The Hallelujah Effect: What a church choir taught me about leadership.


Renewal Is Not a Miracle — It’s a Process

I was sitting in church last week, listening to the readings and the sermon, when something unexpected happened. I found myself remembering an old camp song: “Dem bones, dem bones, dem dry bones…”

It’s a simple song—almost childlike—but in that moment, it reframed two powerful passages of scripture in a way I hadn’t considered before. The first was from the Book of Ezekiel: the vision of the valley of dry bones, a field of lifeless fragments coming back together, bone by bone. The second was from the Gospel of John: the story of Lazarus, raised from the dead after four days.

At first glance, both are stories about life returning where there was none. But they are not telling the same story.

In the older Jewish tradition, the vision of dry bones is not primarily about individuals; it is about a community that feels broken, scattered, and without hope. It describes the slow, difficult process of restoration—connection by connection, piece by piece. The story of Lazarus is different. It is immediate and dramatic: a single man called back to life by a single command.

That difference matters more than we realize because we live in a world obsessed with “Lazarus moments.”

We are constantly looking for the breakthrough—the quick fix, the decisive leader, or the one “disruptive” idea that will suddenly bring everything back to life. In business, in politics, and in our personal lives, we chase the most confident voice, hoping it will solve everything. But real renewal rarely works that way.

We keep looking for a strong leader to impose order instead of doing the harder work of building alignment. While authoritarian leadership promises speed, it rarely delivers lasting vitality. That instinct shows up everywhere; when things feel uncertain, we narrow the conversation and limit the voices, trying to move faster by listening to fewer people.

That is often when we make our worst decisions.

Real renewal doesn’t come from narrowing perspectives; it comes from expanding them. It requires bringing the whole team to the table, including the “unusual” voices who challenge assumptions and see risks others miss. Yes, that process is slower. It can be uncomfortable, involving disagreement and tension. But that tension is not a problem—it is the work.

There is another dimension to this as well. Sometimes the problem isn’t just that we’re looking for quick fixes; it’s that we’re solving the wrong problem entirely. As Fareed Zakaria has noted in discussions of modern warfare, some countries are still fighting with the tools of the last generation—expensive, complex systems—while others have adapted to a new reality of flexible, cheaper technologies. It raises a broader question: how often are we trying to solve today’s problems with yesterday’s thinking?

If you’re fighting the last war, you’re already losing the next one.

We can see this much closer to home in the Toronto condo market, which is currently in a deep freeze. Some developers are still trying to build the same product—large towers with tiny units—designed for a market that no longer exists. That, too, is fighting the last war. In a condo market, you sell a unit once, often based on a drawing. But in a purpose-built rental market, you are effectively reselling that unit year after year. It has to be livable. It has to have staying power.
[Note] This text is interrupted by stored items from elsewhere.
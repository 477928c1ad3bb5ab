use lpc_ast::{LiteralKind, NodeId, NodeKind, TextRange, TextSize};
use lpc_tokenizer::SyntaxKind::{self, *};
use lpc_tokenizer::{Token, TokenSet, is_type_allowed_as_name};

use super::{collections, delimited, items};
use crate::parser::{Parser, Result};

const PREFIX_OPERATORS: TokenSet = TokenSet::new([UNARY_OP, ARITH_OP, ASSIGN_OP]);

pub(crate) fn expr(p: &mut Parser<'_>) -> Result<NodeId> {
    let lhs = unary(p)?;
    continue_expr(p, lhs)
}

/// Finishes an expression whose first operand was parsed elsewhere.
pub(crate) fn expr_from(p: &mut Parser<'_>, lhs: NodeId) -> Result<NodeId> {
    let lhs = postfix(p, lhs)?;
    continue_expr(p, lhs)
}

fn continue_expr(p: &mut Parser<'_>, lhs: NodeId) -> Result<NodeId> {
    let lhs = implied(p, lhs)?;
    let lhs = climb(p, lhs, 0)?;
    let lhs = ternary(p, lhs)?;
    assignment(p, lhs)
}

/// A call argument: a declaration inside a prototype, otherwise an
/// expression.
pub(crate) fn argument(p: &mut Parser<'_>) -> Result<NodeId> {
    match p.peek_kind() {
        MODIFIER | TYPE => items::parameter(p),
        _ => expr(p),
    }
}

fn binary_precedence(kind: SyntaxKind, op: &str) -> Option<u8> {
    let prec = match (kind, op) {
        (LOGICAL_OP, "||") => 1,
        (LOGICAL_OP, "&&") => 2,
        (ARITH_OP, "|") => 3,
        (ARITH_OP, "^") => 4,
        (ARITH_OP, "&") => 5,
        (BINARY_OP, "==" | "!=") => 6,
        (BINARY_OP, "<" | "<=" | ">" | ">=") => 7,
        (BINARY_OP, "<<" | ">>") => 8,
        (ARITH_OP, "+" | "-") => 9,
        (STAR, _) | (ARITH_OP, "/" | "%") => 10,
        _ => return None,
    };
    Some(prec)
}

fn current_precedence(p: &mut Parser<'_>) -> Option<u8> {
    let token = p.peek();
    binary_precedence(token.kind, p.text(token.range))
}

/// Precedence climbing. Only a tighter operator after the right operand
/// re-climbs into it, so a chain of equal rank groups left to right.
fn climb(p: &mut Parser<'_>, mut lhs: NodeId, min: u8) -> Result<NodeId> {
    while let Some(prec) = current_precedence(p).filter(|&prec| prec >= min) {
        let op = p.bump()?;

        let rhs = unary(p)?;
        let mut rhs = implied(p, rhs)?;
        while current_precedence(p).is_some_and(|next| next > prec) {
            rhs = climb(p, rhs, prec + 1)?;
        }

        let range = p.span(lhs, rhs);
        let kind = if op.kind == LOGICAL_OP {
            NodeKind::Logical { left: lhs, op: op.range, right: rhs }
        } else {
            NodeKind::Binary { left: lhs, op: op.range, right: rhs, implied: false }
        };
        lhs = p.alloc(kind, range);
    }
    Ok(lhs)
}

/// Adjacent string pieces (`"a" "b"`, `FOO "b"`, `"a" BAR`) are joined by an
/// implied `+` that has no operator text.
fn implied(p: &mut Parser<'_>, mut lhs: NodeId) -> Result<NodeId> {
    loop {
        let next = p.peek_kind();
        let joins = match p.kind(lhs) {
            NodeKind::Literal { kind: LiteralKind::String } => {
                matches!(next, STRING | STRING_BLOCK_START | NAME)
            }
            NodeKind::StringBlock
            | NodeKind::Identifier
            | NodeKind::Binary { implied: true, .. } => matches!(next, STRING | STRING_BLOCK_START),
            _ => false,
        };
        if !joins {
            return Ok(lhs);
        }

        let rhs = primary(p)?;
        let rhs = postfix(p, rhs)?;

        let op = TextRange::empty(p.end(lhs));
        let range = p.span(lhs, rhs);
        lhs = p.alloc(NodeKind::Binary { left: lhs, op, right: rhs, implied: true }, range);
    }
}

/// Both branches are full expressions, so `c ? x = 1 : y = 2` assigns in
/// either branch.
fn ternary(p: &mut Parser<'_>, test: NodeId) -> Result<NodeId> {
    if p.eat(QUESTION)?.is_none() {
        return Ok(test);
    }

    let consequent = expr(p)?;
    p.expect(COLON, "`:`")?;

    let alternate = expr(p)?;

    let range = p.span(test, alternate);
    Ok(p.alloc(NodeKind::Ternary { test, consequent, alternate }, range))
}

fn assignment(p: &mut Parser<'_>, left: NodeId) -> Result<NodeId> {
    let token = p.peek();
    if token.kind != ASSIGN_OP || is_step(p, token) {
        return Ok(left);
    }
    let op = p.bump()?;

    let right = expr(p)?;
    let range = p.span(left, right);
    Ok(p.alloc(NodeKind::Assignment { left, op: op.range, right: Some(right) }, range))
}

fn is_step(p: &Parser<'_>, token: Token) -> bool {
    token.kind == ASSIGN_OP && matches!(p.text(token.range), "++" | "--")
}

pub(crate) fn unary(p: &mut Parser<'_>) -> Result<NodeId> {
    let token = p.peek();

    if token.kind == TYPE_CAST {
        p.bump()?;
        let text = p.text(token.range);
        let word = text.trim_start_matches(|c: char| !c.is_ascii_alphabetic());
        let word_len = word
            .find(|c: char| !c.is_ascii_alphanumeric() && c != '_')
            .unwrap_or(word.len());
        let skipped = TextSize::of(&text[..text.len() - word.len()]);
        let ty = TextRange::at(token.range.start() + skipped, TextSize::of(&word[..word_len]));
        let is_array = text.contains('*');

        let argument = unary(p)?;
        let range = TextRange::new(token.range.start(), p.end(argument));
        return Ok(p.alloc(NodeKind::TypeCast { ty, is_array, argument }, range));
    }

    let is_prefix = PREFIX_OPERATORS.contains(token.kind)
        && match token.kind {
            ASSIGN_OP => is_step(p, token),
            ARITH_OP => matches!(p.text(token.range), "-" | "+" | "&"),
            _ => true,
        };
    if is_prefix {
        p.bump()?;
        let argument = unary(p)?;
        let range = TextRange::new(token.range.start(), p.end(argument));
        return Ok(p.alloc(NodeKind::Unary { op: token.range, argument }, range));
    }

    let lhs = primary(p)?;
    postfix(p, lhs)
}

fn is_callable(kind: &NodeKind) -> bool {
    matches!(
        kind,
        NodeKind::Identifier
            | NodeKind::ParentAccessor { .. }
            | NodeKind::Paren { .. }
            | NodeKind::Index { .. }
            | NodeKind::Call { .. }
            | NodeKind::Member { .. }
    )
}

fn postfix(p: &mut Parser<'_>, mut lhs: NodeId) -> Result<NodeId> {
    loop {
        let token = p.peek();
        lhs = match token.kind {
            PAREN_START if is_callable(p.kind(lhs)) => call(p, lhs)?,
            INDEXOR_START => collections::index(p, lhs)?,
            ARROW | DOT => member(p, lhs)?,
            DOUBLE_COLON if matches!(p.kind(lhs), NodeKind::Identifier) => {
                p.bump()?;
                let member = name(p)?;
                let range = p.span(lhs, member);
                p.alloc(NodeKind::ParentAccessor { scope: Some(lhs), member }, range)
            }
            ASSIGN_OP if is_step(p, token) => {
                p.bump()?;
                let range = TextRange::new(p.start(lhs), token.range.end());
                p.alloc(NodeKind::Assignment { left: lhs, op: token.range, right: None }, range)
            }
            ELLIPSIS => {
                p.bump()?;
                let range = TextRange::new(p.start(lhs), token.range.end());
                p.alloc(NodeKind::Spread { argument: lhs }, range)
            }
            _ => return Ok(lhs),
        };
    }
}

fn call(p: &mut Parser<'_>, callee: NodeId) -> Result<NodeId> {
    p.expect(PAREN_START, "`(`")?;
    let (args, close) = delimited(p, PAREN_END, "`)`", argument)?;

    let range = TextRange::new(p.start(callee), close.range.end());
    Ok(p.alloc(NodeKind::Call { callee, args }, range))
}

fn member(p: &mut Parser<'_>, object: NodeId) -> Result<NodeId> {
    let dot = p.bump()?.kind == DOT;

    let property = if p.at(PAREN_START) {
        collections::paren(p)?
    } else {
        let name = name(p)?;
        if p.at(PAREN_START) { call(p, name)? } else { name }
    };

    let range = p.span(object, property);
    Ok(p.alloc(NodeKind::Member { object, property, dot }, range))
}

pub(crate) fn at_name(p: &mut Parser<'_>) -> bool {
    let token = p.peek();
    match token.kind {
        NAME => true,
        TYPE => is_type_allowed_as_name(p.text(token.range)),
        _ => false,
    }
}

/// An identifier, including type words that double as names.
pub(crate) fn name(p: &mut Parser<'_>) -> Result<NodeId> {
    if !at_name(p) {
        return Err(p.unexpected_with("expected a name"));
    }
    let token = p.bump()?;
    Ok(p.alloc(NodeKind::Identifier, token.range))
}

pub(crate) fn primary(p: &mut Parser<'_>) -> Result<NodeId> {
    let token = p.peek();

    let literal = match token.kind {
        NUMBER => Some(LiteralKind::Number),
        STRING => Some(LiteralKind::String),
        CHAR => Some(LiteralKind::Char),
        SYMBOL => Some(LiteralKind::Symbol),
        _ => None,
    };
    if let Some(kind) = literal {
        p.bump()?;
        return Ok(p.alloc(NodeKind::Literal { kind }, token.range));
    }

    match token.kind {
        NAME | TYPE if at_name(p) => name(p),
        CLOSURE_ARG => {
            p.bump()?;
            Ok(p.alloc(NodeKind::Identifier, token.range))
        }
        CLOSURE => {
            p.bump()?;
            Ok(p.alloc(NodeKind::Closure, token.range))
        }
        LAMBDA_INDEXOR => {
            p.bump()?;
            Ok(p.alloc(NodeKind::LambdaIndexor, token.range))
        }
        DOUBLE_COLON => {
            p.bump()?;
            let member = name(p)?;
            let range = TextRange::new(token.range.start(), p.end(member));
            Ok(p.alloc(NodeKind::ParentAccessor { scope: None, member }, range))
        }
        STRING_BLOCK_START => collections::string_block(p),
        PAREN_START => collections::paren(p),
        ARRAY_START => collections::array(p),
        MAPPING_START => collections::mapping(p),
        INLINE_CLOSURE_START => collections::inline_closure(p),
        LAMBDA_START => collections::lambda(p),
        _ => Err(p.unexpected_with("expected an expression")),
    }
}
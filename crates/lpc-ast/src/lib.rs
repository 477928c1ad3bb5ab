mod arena;
mod document;
mod node;

pub use arena::{Arena, Key};
pub use document::Document;
pub use node::{
    CommentKind, ControlFlowKind, IndexorMark, LiteralKind, Node, NodeId, NodeKind,
};
pub use text_size::{TextRange, TextSize};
If you’re building for yesterday’s market, you’re not building for tomorrow’s reality.

This brings me back to something more personal. This Easter, I made a slightly foolish decision: I joined the choir for the Hallelujah Chorus. As a tenor, I quickly discovered how challenging that can be. You’re trying to hold your line while sopranos, altos, and basses sing around you—sometimes echoing, sometimes clashing. It’s messy, and at times, it feels like it shouldn’t work at all.

But then something happens. When everyone holds their line, listens, and aligns, it becomes something extraordinary. Real alignment doesn’t sound like one voice. It sounds like harmony. Up close, it can feel chaotic, but from a distance, it becomes coherent, even elegant.

And that, perhaps, is what renewal really looks like. Not a miracle, not a single decision, and not one voice taking control—but people finding their place, holding their line, and reconnecting with one another. Bone by bone. Voice by voice. Until something that once felt scattered begins to live again.